### [Task requirements]
Which lines below include "removed"? Copy them all.
==== Data provided ====
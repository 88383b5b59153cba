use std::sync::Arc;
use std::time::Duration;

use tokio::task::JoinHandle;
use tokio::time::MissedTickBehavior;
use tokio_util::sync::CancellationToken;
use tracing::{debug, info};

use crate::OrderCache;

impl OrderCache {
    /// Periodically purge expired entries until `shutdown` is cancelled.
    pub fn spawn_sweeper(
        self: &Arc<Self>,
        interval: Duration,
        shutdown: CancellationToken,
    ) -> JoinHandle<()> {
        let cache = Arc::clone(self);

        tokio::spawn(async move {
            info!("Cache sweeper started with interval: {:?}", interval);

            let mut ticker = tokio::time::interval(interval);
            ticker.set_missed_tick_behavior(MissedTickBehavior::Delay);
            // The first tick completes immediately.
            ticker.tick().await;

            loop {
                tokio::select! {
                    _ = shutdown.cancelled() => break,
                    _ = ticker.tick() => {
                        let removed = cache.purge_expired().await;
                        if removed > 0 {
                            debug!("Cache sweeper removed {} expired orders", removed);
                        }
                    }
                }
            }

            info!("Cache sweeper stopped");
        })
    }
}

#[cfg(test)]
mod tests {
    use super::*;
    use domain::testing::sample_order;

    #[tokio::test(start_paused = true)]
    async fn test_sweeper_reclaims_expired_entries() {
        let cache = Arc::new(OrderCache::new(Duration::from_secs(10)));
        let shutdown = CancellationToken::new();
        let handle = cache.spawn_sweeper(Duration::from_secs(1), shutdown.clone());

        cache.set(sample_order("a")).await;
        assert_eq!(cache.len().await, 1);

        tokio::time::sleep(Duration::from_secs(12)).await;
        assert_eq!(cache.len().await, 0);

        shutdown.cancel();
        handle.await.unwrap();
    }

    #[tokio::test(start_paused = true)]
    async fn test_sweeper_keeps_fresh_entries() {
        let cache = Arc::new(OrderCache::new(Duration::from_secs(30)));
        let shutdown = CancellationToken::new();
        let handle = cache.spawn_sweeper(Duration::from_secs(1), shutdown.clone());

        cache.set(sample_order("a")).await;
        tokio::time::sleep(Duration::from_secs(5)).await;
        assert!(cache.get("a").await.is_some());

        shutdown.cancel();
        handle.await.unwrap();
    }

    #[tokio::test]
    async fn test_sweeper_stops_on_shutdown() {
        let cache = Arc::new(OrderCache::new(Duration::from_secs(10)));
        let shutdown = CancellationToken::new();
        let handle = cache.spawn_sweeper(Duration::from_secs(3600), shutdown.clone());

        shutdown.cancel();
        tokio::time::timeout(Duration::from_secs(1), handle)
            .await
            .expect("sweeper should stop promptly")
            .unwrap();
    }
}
====
### [Exercise answer]
                        let removed = cache.purge_expired().await;
                        if removed > 0 {
                            debug!("Cache sweeper removed {} expired orders", removed);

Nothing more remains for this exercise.